What is a Model Contract?
dbt Model Contracts is a way to statically define the shape of your data and is defined in a YAML file, specifying the names, data types, and any additional constraints for each column and it is enforced while the model is being built. The contract is the set of guarantees about the shape of the returned dataset. This ensures that downstream consumers of your models have a consistent and stable set of columns to use in their analyses.
Once the contract configuration is enforced, dbt cross-checks the returned dataset from your model against the attributes you have defined in your YAML file. If it encounters a discrepancy — in data types, column names, or number of columns — dbt will promptly raise an error before materializing the model as a table in the database.
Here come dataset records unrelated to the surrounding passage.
use glam::Vec2;
use muncher::events::GameEvent;
use muncher::systems::{GamePhase, Outcome};
use pretty_assertions::assert_eq;

mod common;

#[test]
fn test_pellet_pickup_scores_ten() {
    let mut game = common::start(common::PELLET_ROW);

    game.tick(16.0);

    let snapshot = game.snapshot();
    assert_eq!(snapshot.score, 10);
    assert_eq!(snapshot.remaining_pellets, 1);
    assert_eq!(snapshot.phase, GamePhase::Playing);

    let events = game.drain_events();
    assert!(events
        .iter()
        .any(|event| matches!(event, GameEvent::PelletEaten { score: 10, .. })));
}

#[test]
fn test_power_pellet_scores_fifty_and_frightens() {
    let mut game = common::start(common::POWER_PELLET);

    game.tick(16.0);

    let snapshot = game.snapshot();
    assert_eq!(snapshot.score, 50);
    assert!(snapshot.adversary.frightened);
    assert_eq!(snapshot.adversary.color, "blue");

    let events = game.drain_events();
    assert!(events
        .iter()
        .any(|event| matches!(event, GameEvent::PowerPelletEaten { score: 50, .. })));
}

#[test]
fn test_frightened_contact_awards_capture() {
    let mut game = common::start(common::POWER_PELLET);
    game.tick(16.0);
    assert!(game.snapshot().adversary.frightened);

    // park the adversary on the player and resolve one zero-length tick
    let player = common::player_position(&mut game);
    common::set_adversary_position(&mut game, player);
    game.tick(0.0);

    let snapshot = game.snapshot();
    assert_eq!(snapshot.score, 50 + 200);
    assert_eq!(snapshot.lives, 3);
    assert_eq!(snapshot.phase, GamePhase::Playing);
    // the adversary returns to its spawn, vulnerable no more
    assert_eq!(snapshot.adversary.position, Vec2::new(64.0, 16.0));
    assert!(!snapshot.adversary.frightened);
    // the player is not disturbed
    assert_eq!(snapshot.player.position, player);

    let events = game.drain_events();
    assert!(events
        .iter()
        .any(|event| matches!(event, GameEvent::AdversaryCaptured { score: 200 })));
}

#[test]
fn test_contact_with_lives_left_resets_positions() {
    let mut game = common::start(common::PELLET_ROW);

    let player = common::player_position(&mut game);
    common::set_adversary_position(&mut game, player);
    game.tick(0.0);

    let snapshot = game.snapshot();
    assert_eq!(snapshot.lives, 2);
    assert_eq!(snapshot.phase, GamePhase::Playing);
    assert_eq!(snapshot.score, 0);
    assert_eq!(snapshot.remaining_pellets, 2);
    // both actors return to their spawn cells and initial facing
    assert_eq!(snapshot.player.position, Vec2::new(16.0, 16.0));
    assert_eq!(snapshot.adversary.position, Vec2::new(64.0, 16.0));

    let events = game.drain_events();
    assert!(events
        .iter()
        .any(|event| matches!(event, GameEvent::LifeLost { remaining: 2 })));
}

#[test]
fn test_contact_on_last_life_is_defeat() {
    let mut game = common::start(common::PELLET_ROW);
    common::set_lives(&mut game, 1);

    let player = common::player_position(&mut game);
    common::set_adversary_position(&mut game, player);
    game.tick(0.0);

    assert_eq!(game.lives(), 0);
    assert_eq!(game.phase(), GamePhase::GameOver(Outcome::Defeat));

    let events = game.drain_events();
    assert_eq!(
        events
            .iter()
            .filter(|event| matches!(event, GameEvent::PhaseChanged(GamePhase::GameOver(Outcome::Defeat))))
            .count(),
        1
    );

    // the finished session no longer ticks
    game.tick(16.0);
    assert!(game.drain_events().is_empty());
}

#[test]
fn test_clearing_the_board_wins_on_the_same_tick() {
    let mut game = common::start(common::SINGLE_PELLET);

    game.set_player_intent(muncher::map::Direction::Left);
    game.tick(16.0);

    let snapshot = game.snapshot();
    assert_eq!(snapshot.score, 10);
    assert_eq!(snapshot.remaining_pellets, 0);
    assert_eq!(snapshot.phase, GamePhase::GameOver(Outcome::Victory));
}

#[test]
fn test_win_check_runs_before_contact() {
    let mut game = common::start(common::SINGLE_PELLET);

    // the adversary shares the pellet cell; eating it must end the session
    // as a victory before any contact is resolved
    common::set_adversary_position(&mut game, Vec2::new(16.0, 16.0));
    common::set_player_position(&mut game, Vec2::new(16.0, 16.0));
    game.tick(0.0);

    let snapshot = game.snapshot();
    assert_eq!(snapshot.phase, GamePhase::GameOver(Outcome::Victory));
    assert_eq!(snapshot.lives, 3);

    let events = game.drain_events();
    assert!(!events.iter().any(|event| matches!(event, GameEvent::LifeLost { .. })));
}

#[test]
fn test_victory_outcome_message() {
    assert_eq!(Outcome::Victory.message(), "You Win!");
    assert_eq!(Outcome::Defeat.message(), "Game Over!");
}
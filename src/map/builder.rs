//! Map construction and grid queries.

use bevy_ecs::resource::Resource;
use glam::{IVec2, UVec2, Vec2};
use tracing::trace;

use crate::constants::{MapTile, CELL_SIZE, PELLET_SCORE, POWER_PELLET_SCORE};
use crate::error::GameResult;
use crate::map::parser::BoardParser;

/// What a pellet lookup consumed, if anything.
#[derive(Debug, Clone, Copy, PartialEq, Eq)]
pub enum Consumed {
    None,
    Pellet,
    PowerPellet,
}

impl Consumed {
    /// Score awarded for the consumed tile.
    pub const fn score(self) -> u32 {
        match self {
            Consumed::None => 0,
            Consumed::Pellet => PELLET_SCORE,
            Consumed::PowerPellet => POWER_PELLET_SCORE,
        }
    }
}

/// The game board: an immutable wall layout with a mutable pellet overlay.
///
/// A pristine copy of the parsed layout is retained so a session reset can
/// restore every consumed pellet. The remaining-pellet count is cached and
/// kept exactly consistent with the tiles.
#[derive(Resource, Clone)]
pub struct Map {
    tiles: Vec<MapTile>,
    original: Vec<MapTile>,
    size: UVec2,
    remaining: u32,
    /// The player's spawn cell.
    pub player_spawn: IVec2,
    /// The adversary's spawn cell.
    pub adversary_spawn: IVec2,
}

impl Map {
    /// Creates a new `Map` from a raw board layout.
    ///
    /// # Errors
    ///
    /// Returns a parse error for empty/ragged boards, unknown characters, or
    /// missing/duplicate spawn markers.
    pub fn parse(rows: &[&str]) -> GameResult<Map> {
        let parsed = BoardParser::parse(rows)?;
        let remaining = Self::count_pellets(&parsed.tiles);

        Ok(Map {
            original: parsed.tiles.clone(),
            tiles: parsed.tiles,
            size: UVec2::new(parsed.width, parsed.height),
            remaining,
            player_spawn: parsed.player_spawn,
            adversary_spawn: parsed.adversary_spawn,
        })
    }

    /// Board dimensions, in cells.
    pub fn size(&self) -> UVec2 {
        self.size
    }

    /// Board width, in pixels.
    pub fn pixel_width(&self) -> f32 {
        (self.size.x * CELL_SIZE) as f32
    }

    /// The tile at `cell`. Out-of-bounds lookups read as walls.
    pub fn tile_at(&self, cell: IVec2) -> MapTile {
        self.index(cell).map_or(MapTile::Wall, |i| self.tiles[i])
    }

    /// Whether `cell` is a wall (out-of-bounds counts as one).
    pub fn is_wall(&self, cell: IVec2) -> bool {
        self.tile_at(cell) == MapTile::Wall
    }

    /// Consumes the pellet at `cell`, if one is present.
    ///
    /// The tile becomes empty, so a second call reports `Consumed::None`.
    pub fn consume_pellet(&mut self, cell: IVec2) -> Consumed {
        let Some(index) = self.index(cell) else {
            return Consumed::None;
        };

        let consumed = match self.tiles[index] {
            MapTile::Pellet => Consumed::Pellet,
            MapTile::PowerPellet => Consumed::PowerPellet,
            _ => return Consumed::None,
        };

        self.tiles[index] = MapTile::Empty;
        self.remaining -= 1;
        trace!(cell = ?cell, remaining = self.remaining, "pellet consumed");
        consumed
    }

    /// Restores every tile from the pristine layout and recomputes the
    /// remaining-pellet count. Used only on session reset.
    pub fn reset_pellets(&mut self) {
        self.tiles.copy_from_slice(&self.original);
        self.remaining = Self::count_pellets(&self.tiles);
    }

    /// Number of pellet and power-pellet tiles still on the board.
    pub fn remaining_pellets(&self) -> u32 {
        self.remaining
    }

    /// The tile layout, row-major. Paired with [`Map::size`] for indexing.
    pub fn tiles(&self) -> &[MapTile] {
        &self.tiles
    }

    /// The cell containing `point` (a pixel coordinate).
    pub fn cell_under(point: Vec2) -> IVec2 {
        (point / CELL_SIZE as f32).floor().as_ivec2()
    }

    /// The top-left pixel of `cell`, where an actor anchored to it sits.
    pub fn cell_origin(cell: IVec2) -> Vec2 {
        cell.as_vec2() * CELL_SIZE as f32
    }

    fn index(&self, cell: IVec2) -> Option<usize> {
        if cell.x < 0 || cell.y < 0 || cell.x >= self.size.x as i32 || cell.y >= self.size.y as i32 {
            return None;
        }
        Some(cell.y as usize * self.size.x as usize + cell.x as usize)
    }

    fn count_pellets(tiles: &[MapTile]) -> u32 {
        tiles
            .iter()
            .filter(|tile| matches!(tile, MapTile::Pellet | MapTile::PowerPellet))
            .count() as u32
    }
}
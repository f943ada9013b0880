#![allow(dead_code)]

use bevy_ecs::query::With;
use glam::Vec2;
use muncher::events::GameCommand;
use muncher::game::Game;
use muncher::systems::{Adversary, GameRng, PlayerControlled, PlayerLives, Position};

/// Straight corridor for the player. The adversary is sealed into a pocket
/// next to an unreachable pellet, so the session can end by neither victory
/// nor contact.
pub const CORRIDOR: &[&str] = &[
    "#######", //
    "#P    #",
    "#######",
    "##.#G##",
    "#######",
];

/// Corridor whose middle row is a tunnel, open at both edges.
pub const TUNNEL: &[&str] = &[
    "#######", //
    "   P   ",
    "#######",
    "##.#G##",
    "#######",
];

/// Corridor with a vertical arm the player can turn into at column 3.
pub const CROSS: &[&str] = &[
    "#######", //
    "### ###",
    "#P    #",
    "### ###",
    "#######",
    "##.#G##",
    "#######",
];

/// One reachable pellet at (1, 1), nothing else.
pub const SINGLE_PELLET: &[&str] = &[
    "######", //
    "#.P G#",
    "######",
];

/// A reachable pellet plus a sealed one, so eating it does not end the game.
pub const PELLET_ROW: &[&str] = &[
    "#######", //
    "#P. G##",
    "#######",
    "##.####",
    "#######",
];

/// A reachable power pellet plus a sealed regular pellet.
pub const POWER_PELLET: &[&str] = &[
    "#######", //
    "#Po G##",
    "#######",
    "##.####",
    "#######",
];

/// Builds a game on `rows`, seeds its RNG, and starts the session.
pub fn start(rows: &[&str]) -> Game {
    let mut game = Game::with_board(rows).expect("test board failed to parse");
    game.world.insert_resource(GameRng::seeded(7));
    game.handle_command(GameCommand::StartGame);
    game.drain_events();
    game
}

pub fn player_position(game: &mut Game) -> Vec2 {
    game.snapshot().player.position
}

pub fn adversary_position(game: &mut Game) -> Vec2 {
    game.snapshot().adversary.position
}

pub fn set_player_position(game: &mut Game, position: Vec2) {
    let mut query = game.world.query_filtered::<&mut Position, With<PlayerControlled>>();
    for mut actor in query.iter_mut(&mut game.world) {
        actor.0 = position;
    }
}

pub fn set_adversary_position(game: &mut Game, position: Vec2) {
    let mut query = game.world.query_filtered::<&mut Position, With<Adversary>>();
    for mut actor in query.iter_mut(&mut game.world) {
        actor.0 = position;
    }
}

pub fn frighten_adversary(game: &mut Game) {
    let mut query = game.world.query::<&mut Adversary>();
    for mut adversary in query.iter_mut(&mut game.world) {
        adversary.frighten();
    }
}

pub fn set_lives(game: &mut Game, lives: u8) {
    game.world.resource_mut::<PlayerLives>().0 = lives;
}

/// Runs `count` ticks of one reference frame each.
pub fn tick_frames(game: &mut Game, count: u32) {
    for _ in 0..count {
        game.tick(16.0);
    }
}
Benefits of dbt Model Contracts
dbt model contracts provide a range of benefits that improve the efficiency, effectiveness, and quality of data engineering processes. These benefits include:
- Proactive data governance: Implementing dbt model contracts encourages data teams to take a proactive approach to data governance. By defining contracts, teams can establish a clear understanding of data lineage, dependencies, and quality expectations. This helps ensure compliance with data regulations and promotes a culture of data stewardship within the organization.
- Improved data reliability: dbt model contracts enforce strict expectations about the output structure and data types of data models, ensuring that the output data is reliable and adheres to predefined standards. This increased reliability leads to more accurate insights and better decision-making, as data consumers can trust the data generated by the models.
- Easier debugging and error resolution: dbt model contracts simplify the debugging process by enforcing constraints during the build process. If a build fails due to a constraint violation, data engineers can quickly identify the issue and address it before it impacts downstream processes. This saves time and resources, reducing the potential impact of errors on the organization’s>Reduced costs and improved resource optimization: dbt model contracts can help reduce compute costs by replacing tests with equivalent constraints, which guarantee validation at build time. Constraints are typically more efficient than tests because they are enforced by the database and do not require additional compute resources. By optimizing resource usage, organizations can minimize costs while ensuring the quality and consistency of their data models.
- Increased flexibility and adaptability: DBT model contracts provide a flexible mechanism for defining the shape of the returned dataset, allowing data teams to tailor the output to their specific needs. This adaptability enables organizations to respond to evolving business requirements and make changes to their data models without introducing inconsistencies or errors.
- Streamlined collaboration and knowledge sharing: With dbt model contracts, teams can establish a clear understanding of each model’s structure, purpose, and constraints. This shared knowledge fosters better collaboration and knowledge sharing among team members, making it easier to onboard new members, address issues collectively, and optimize the overall data pipeline.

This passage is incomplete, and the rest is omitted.